Collected data:

//! Per-label detail records, read fresh from disk on every lookup.

use crate::panel::PanelContent;
use serde::{Deserialize, Serialize};
use std::path::{Path, PathBuf};
use thiserror::Error;

#[derive(Error, Debug)]
pub enum DetailError {
    #[error("no detail record at {0}")]
    NotFound(PathBuf),
    #[error("failed to read {path}: {source}")]
    Io {
        path: PathBuf,
        source: std::io::Error,
    },
    #[error("malformed detail record: {0}")]
    Parse(#[from] serde_json::Error),
}

/// Student record shown once a face is recognized and confirmed live.
#[derive(Debug, Clone, PartialEq, Eq, Serialize, Deserialize)]
pub struct DetailRecord {
    pub name: String,
    pub course: String,
    pub status: String,
    pub college: String,
    #[serde(rename = "rollnumber")]
    pub roll_number: String,
    #[serde(rename = "examform")]
    pub exam_form: String,
}

impl DetailRecord {
    pub fn from_json(bytes: &[u8]) -> Result<Self, DetailError> {
        Ok(serde_json::from_slice(bytes)?)
    }

    pub fn panel(&self) -> PanelContent {
        PanelContent::Fields(vec![
            ("Name", self.name.clone()),
            ("Course", self.course.clone()),
            ("Status", self.status.clone()),
            ("College", self.college.clone()),
            ("Roll Number", self.roll_number.clone()),
            ("Exam Form", self.exam_form.clone()),
        ])
    }
}

/// Reads `<root>/<label>/details.json`.
#[derive(Debug, Clone)]
pub struct DetailStore {
    root: PathBuf,
}

impl DetailStore {
    pub fn new(root: impl Into<PathBuf>) -> Self {
        Self { root: root.into() }
    }

    pub fn root(&self) -> &Path {
        &self.root
    }

    pub fn path_for(&self, label: &str) -> PathBuf {
        self.root.join(label).join("details.json")
    }

    /// Fetch and decode the record for `label`. No caching, no retry.
    pub async fn fetch(&self, label: &str) -> Result<DetailRecord, DetailError> {
        let path = self.path_for(label);
        let bytes = match tokio::fs::read(&path).await {
            Ok(b) => b,
            Err(e) if e.kind() == std::io::ErrorKind::NotFound => {
                return Err(DetailError::NotFound(path));
            }
            Err(source) => return Err(DetailError::Io { path, source }),
        };
        DetailRecord::from_json(&bytes)
    }

    /// Fetch and turn the outcome into panel content; failures become the
    /// "no details" message.
    pub async fn render(&self, label: &str) -> PanelContent {
        match self.fetch(label).await {
            Ok(record) => record.panel(),
            Err(e) => {
                tracing::warn!(label, error = %e, "detail fetch failed");
                PanelContent::no_details(label)
            }
        }
    }
}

WHAT NEEDS TO BE DONE:
Give each line of the records above again, unchanged.

TASK SOLUTION:
//! Per-label detail records, read fresh from disk on every lookup.

use crate::panel::PanelContent;
use serde::{Deserialize, Serialize};
use std::path::{Path, PathBuf};
use thiserror::Error;

#[derive(Error, Debug)]
pub enum DetailError {
    #[error("no detail record at {0}")]
    NotFound(PathBuf),
    #[error("failed to read {path}: {source}")]
    Io {
        path: PathBuf,
        source: std::io::Error,
    },
    #[error("malformed detail record: {0}")]
    Parse(#[from] serde_json::Error),
}

/// Student record shown once a face is recognized and confirmed live.
#[derive(Debug, Clone, PartialEq, Eq, Serialize, Deserialize)]
pub struct DetailRecord {
    pub name: String,
    pub course: String,
    pub status: String,
    pub college: String,
    #[serde(rename = "rollnumber")]
    pub roll_number: String,
    #[serde(rename = "examform")]
    pub exam_form: String,
}

impl DetailRecord {
    pub fn from_json(bytes: &[u8]) -> Result<Self, DetailError> {
        Ok(serde_json::from_slice(bytes)?)
    }

    pub fn panel(&self) -> PanelContent {
        PanelContent::Fields(vec![
            ("Name", self.name.clone()),
            ("Course", self.course.clone()),
            ("Status", self.status.clone()),
            ("College", self.college.clone()),
            ("Roll Number", self.roll_number.clone()),
            ("Exam Form", self.exam_form.clone()),
        ])
    }
}

/// Reads `<root>/<label>/details.json`.
#[derive(Debug, Clone)]
pub struct DetailStore {
    root: PathBuf,
}

impl DetailStore {
    pub fn new(root: impl Into<PathBuf>) -> Self {
        Self { root: root.into() }
    }

    pub fn root(&self) -> &Path {
        &self.root
    }

    pub fn path_for(&self, label: &str) -> PathBuf {
        self.root.join(label).join("details.json")
    }

    /// Fetch and decode the record for `label`. No caching, no retry.
    pub async fn fetch(&self, label: &str) -> Result<DetailRecord, DetailError> {
        let path = self.path_for(label);
        let bytes = match tokio::fs::read(&path).await {
            Ok(b) => b,
            Err(e) if e.kind() == std::io::ErrorKind::NotFound => {
                return Err(DetailError::NotFound(path));
            }
            Err(source) => return Err(DetailError::Io { path, source }),
        };
        DetailRecord::from_json(&bytes)
    }

    /// Fetch and turn the outcome into panel content; failures become the
    /// "no details" message.
    pub async fn render(&self, label: &str) -> PanelContent {
        match self.fetch(label).await {
            Ok(record) => record.panel(),
            Err(e) => {
                tracing::warn!(label, error = %e, "detail fetch failed");
                PanelContent::no_details(label)
            }
        }
    }
}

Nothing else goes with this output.